What you end up with is zero-sum politics, which drags the country either toward alternating administrations bent primarily on undoing everything their predecessors accomplished, or the kind of gridlock that has dominated national politics for the past seven years — or both. Slowly our political culture becomes one in which the two parties see themselves not as participating in a process of moving the country forward, sometimes by tilting to the right and sometimes to the left, as circumstances permit, alternating in power, compromising when in opposition, moderating when in government — but one where the goal is always the obliteration of the other party by securing a permanent majority, in an unending process of construction and demolition.
How being tribal means you don’t have to think, just know which side you’re on. Whataboutism. Sullivan points fingers at both sides, with many examples of hypocrisy in which one side criticizes the other over some policy, that that side gets into power and adopts the same policy. “No tribe was more federalist when it came to marijuana laws than liberals; and no tribe was less federalist when it came to abortion. Reverse that for conservatives. For the right-tribe, everything is genetic except homosexuality; for the left-tribe, nothing is genetic except homosexuality.” And, “As for indifference to reality, today’s Republicans cannot accept that human-produced carbon is destroying the planet, and today’s Democrats must believe that different outcomes for men and women in society are entirely a function of sexism.”
And how Evangelicals treated Obama with contempt, and yet embraced Trump. Examples of how the left uses the word “hate,” how the right, e.g. townhall.com, describes the left.
Ironically, Sullivan sees Trump as a potential solution (!) — because he’s *not* an idealist on any side, he’s an opportunist.
Sullivan has two ideas for changing the tribalistic culture: value individuality, and mutual forgiveness. “It doesn’t matter if you believe, as I do, that the right bears the bulk of the historical blame.”
And then in Slate, Isaac Chotiner’s All Tribes Are Not Equal, subtitled “Andrew Sullivan’s simplistic diagnosis—and unrealistic cure—for what ails us,” responds to Sullivan.
The problem here, which recurs throughout the essay, is that one tribe’s pathologies have infected our political system (and in this case endanger the planet). The other tribe’s supposed pathology is not reflected in the policies of its party. Even if your average Democrat or your average Democratic politician believed there were no genetic differences between men and women (an odd idea in its own right), it is not a public policy issue.
I.e., the right really is far worse than the left.
Which brings us to a Facebook post by David Brin, reacting to an op-ed by George F. Will in Washington Post that trots out the usual “both sides are equally bad” saw… Brin, who takes both sides to task as he sees appropriate, nevertheless sees no parity.

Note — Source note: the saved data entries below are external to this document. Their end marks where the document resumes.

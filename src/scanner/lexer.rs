use std::iter::FusedIterator;

use crate::error::{ErrorReporter, Flow, ScanError, ScanErrorKind};
use crate::scanner::charcode::CharCode;
use crate::scanner::reader::CharReader;
use crate::scanner::token::{Position, Token, TokenKind, keyword_kind};
use crate::scanner::{ErrorPositions, ScannerConfig};

/// Pull scanner over a character reader.
///
/// Every token is positioned at its first character. Lexical errors go to the
/// reporter and come back in-band as `TokenKind::Invalid`, so the caller can
/// keep asking for tokens. Once the reader is exhausted `next_token` keeps
/// returning EOF.
pub struct Scanner<R, E = Vec<ScanError>> {
    reader: R,
    reporter: E,
    config: ScannerConfig,
    aborted: bool,
    finished: bool,
}

impl<R: CharReader> Scanner<R> {
    pub fn new(reader: R) -> Self {
        Self::with_reporter(reader, Vec::new(), ScannerConfig::default())
    }

    pub fn errors(&self) -> &[ScanError] {
        &self.reporter
    }
}

impl<R: CharReader, E: ErrorReporter> Scanner<R, E> {
    pub fn with_reporter(reader: R, reporter: E, config: ScannerConfig) -> Self {
        Self {
            reader,
            reporter,
            config,
            aborted: false,
            finished: false,
        }
    }

    pub fn reporter(&self) -> &E {
        &self.reporter
    }

    pub fn into_reporter(self) -> E {
        self.reporter
    }

    pub fn config(&self) -> &ScannerConfig {
        &self.config
    }

    /// True once the reporter asked to stop; every later call yields EOF.
    pub fn aborted(&self) -> bool {
        self.aborted
    }

    pub fn next_token(&mut self) -> Token {
        if self.aborted {
            return Token::new(TokenKind::Eof, self.reader.position());
        }

        let token = loop {
            let start = self.reader.position();
            let Some(c) = self.reader.current() else {
                break Token::new(TokenKind::Eof, start);
            };

            match CharCode::of(c) {
                CharCode::Space => self.skip_blank(),
                CharCode::Letter => break self.read_ident_keyword(start),
                CharCode::Digit => break self.read_number(start),
                CharCode::SingleQuote => break self.read_const_char(start),
                CharCode::DoubleQuote => break self.read_const_string(start),
                CharCode::Plus => break self.single(TokenKind::Plus, start),
                CharCode::Minus => break self.single(TokenKind::Minus, start),
                CharCode::Times => break self.single(TokenKind::Times, start),
                CharCode::Slash => break self.single(TokenKind::Slash, start),
                CharCode::Equal => break self.single(TokenKind::Equal, start),
                CharCode::Comma => break self.single(TokenKind::Comma, start),
                CharCode::Semicolon => break self.single(TokenKind::Semicolon, start),
                CharCode::RightParen => break self.single(TokenKind::RightParen, start),
                CharCode::Less => {
                    break self.pair(
                        CharCode::Equal,
                        TokenKind::LessEqual,
                        TokenKind::Less,
                        start,
                    );
                }
                CharCode::Greater => {
                    break self.pair(
                        CharCode::Equal,
                        TokenKind::GreaterEqual,
                        TokenKind::Greater,
                        start,
                    );
                }
                CharCode::Colon => {
                    break self.pair(CharCode::Equal, TokenKind::Assign, TokenKind::Colon, start);
                }
                CharCode::Period => {
                    break self.pair(
                        CharCode::RightParen,
                        TokenKind::RightSelector,
                        TokenKind::Period,
                        start,
                    );
                }
                CharCode::Exclaim => {
                    self.reader.advance();
                    if self.code() == Some(CharCode::Equal) {
                        self.reader.advance();
                        break Token::new(TokenKind::NotEqual, start);
                    }
                    self.error(ScanErrorKind::InvalidSymbol, start);
                    break Token::invalid(start);
                }
                CharCode::LeftParen => {
                    self.reader.advance();
                    match self.code() {
                        Some(CharCode::Period) => {
                            self.reader.advance();
                            break Token::new(TokenKind::LeftSelector, start);
                        }
                        Some(CharCode::Times) => {
                            if let Some(invalid) = self.skip_comment(start) {
                                break invalid;
                            }
                        }
                        _ => break Token::new(TokenKind::LeftParen, start),
                    }
                }
                CharCode::Invalid => {
                    self.error(ScanErrorKind::InvalidSymbol, start);
                    self.reader.advance();
                    break Token::invalid(start);
                }
            }
        };

        log::trace!("{token}");
        token
    }

    fn code(&self) -> Option<CharCode> {
        self.reader.current().map(CharCode::of)
    }

    fn error(&mut self, kind: ScanErrorKind, position: Position) {
        let error = ScanError::new(kind, position);
        log::warn!("{error}");
        if self.reporter.report(error) == Flow::Abort {
            self.aborted = true;
        }
    }

    /// Position for end-of-input errors, per the configured policy.
    fn eof_position(&self, start: Position) -> Position {
        match self.config.error_positions {
            ErrorPositions::Start => start,
            ErrorPositions::Legacy => self.reader.position(),
        }
    }

    fn skip_blank(&mut self) {
        while self.code() == Some(CharCode::Space) {
            self.reader.advance();
        }
    }

    /// Consume a comment whose `(` has been read and whose `*` is current.
    /// Returns the invalid token to emit when the input ends first.
    fn skip_comment(&mut self, start: Position) -> Option<Token> {
        self.reader.advance();
        loop {
            match self.code() {
                None => {
                    let position = self.eof_position(start);
                    self.error(ScanErrorKind::UnterminatedComment, position);
                    return Some(Token::invalid(position));
                }
                Some(CharCode::Times) => {
                    self.reader.advance();
                    if self.code() == Some(CharCode::RightParen) {
                        self.reader.advance();
                        return None;
                    }
                }
                Some(_) => self.reader.advance(),
            }
        }
    }

    fn single(&mut self, kind: TokenKind, start: Position) -> Token {
        self.reader.advance();
        Token::new(kind, start)
    }

    /// One-character lookahead: `long` when the next character is `next`.
    fn pair(
        &mut self,
        next: CharCode,
        long: TokenKind,
        short: TokenKind,
        start: Position,
    ) -> Token {
        self.reader.advance();
        if self.code() == Some(next) {
            self.reader.advance();
            Token::new(long, start)
        } else {
            Token::new(short, start)
        }
    }

    fn read_ident_keyword(&mut self, start: Position) -> Token {
        let mut text = String::new();
        while let Some(c) = self.reader.current() {
            if !CharCode::of(c).is_ident_part() {
                break;
            }
            if text.len() == self.config.max_ident_len {
                self.error(ScanErrorKind::IdentifierTooLong, start);
                // a zero limit must still consume the first letter
                if text.is_empty() {
                    self.reader.advance();
                }
                return Token::invalid(start);
            }
            text.push(c);
            self.reader.advance();
        }

        match keyword_kind(&text) {
            Some(kind) => Token::new(kind, start),
            None => Token::with_text(TokenKind::Identifier, start, text),
        }
    }

    fn read_number(&mut self, start: Position) -> Token {
        let mut text = String::new();
        self.take_digits(&mut text);

        if self.code() != Some(CharCode::Period) {
            return Token::with_text(TokenKind::IntegerLiteral, start, text);
        }

        text.push('.');
        self.reader.advance();
        if !self.take_digits(&mut text) {
            text.push('0');
        }
        Token::with_text(TokenKind::FloatLiteral, start, text)
    }

    /// Append a run of digits; false if there was none.
    fn take_digits(&mut self, text: &mut String) -> bool {
        let before = text.len();
        while let Some(c) = self.reader.current().filter(|c| c.is_ascii_digit()) {
            text.push(c);
            self.reader.advance();
        }
        text.len() > before
    }

    fn read_const_char(&mut self, start: Position) -> Token {
        self.reader.advance();
        let Some(c) = self.reader.current() else {
            self.error(ScanErrorKind::InvalidCharConstant, start);
            return Token::invalid(start);
        };

        self.reader.advance();
        if self.code() == Some(CharCode::SingleQuote) {
            self.reader.advance();
            Token::with_text(TokenKind::CharLiteral, start, c)
        } else {
            self.error(ScanErrorKind::InvalidCharConstant, start);
            Token::invalid(start)
        }
    }

    fn read_const_string(&mut self, start: Position) -> Token {
        self.reader.advance();
        let mut text = String::new();
        let mut len = 0;

        while let Some(mut c) = self.reader.current() {
            match CharCode::of(c) {
                CharCode::DoubleQuote => break,
                // `/` escapes the next character
                CharCode::Slash => {
                    self.reader.advance();
                    match self.reader.current() {
                        Some(escaped) => c = escaped,
                        None => break,
                    }
                }
                _ => {}
            }

            if len == self.config.max_string_len {
                self.error(ScanErrorKind::StringTooLong, start);
                return Token::invalid(start);
            }
            text.push(c);
            len += 1;
            self.reader.advance();
        }

        if self.code() == Some(CharCode::DoubleQuote) {
            self.reader.advance();
            Token::with_text(TokenKind::StringLiteral, start, text)
        } else {
            let position = self.eof_position(start);
            self.error(ScanErrorKind::UnterminatedString, position);
            Token::invalid(position)
        }
    }
}

impl<R: CharReader, E: ErrorReporter> Iterator for Scanner<R, E> {
    type Item = Token;

    /// Yields every token up to and including EOF, then `None`.
    fn next(&mut self) -> Option<Token> {
        if self.finished {
            return None;
        }
        let token = self.next_token();
        self.finished = token.is_eof();
        Some(token)
    }
}

impl<R: CharReader, E: ErrorReporter> FusedIterator for Scanner<R, E> {}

No. You lie. While the FAR-left CONTAINS some nasty horrors, today’s ENTIRE-Right CONSISTS of poison memes. And despite your desperate incantations, ever-more Americans are realizing the difference between FAR and ENTIRE. Between CONTAINS and CONSISTS. Between anecdotal lefty flakery and universal righty insanity.
Moreover, it’s failing. As your cult attacks every single fact-using profession … including not just scientists, teachers, journalists, civil servants, economists, etc., but now those notorious “deep state” villains in the FBI, the intelligence agencies and military officer corps… nearly all the bright people who actually know stuff are seeing through your miasma-spell of false equivalence. They are seeing that democrats actually have a pretty good record of moderation, negotiation, balance and vastly-better actual outcomes.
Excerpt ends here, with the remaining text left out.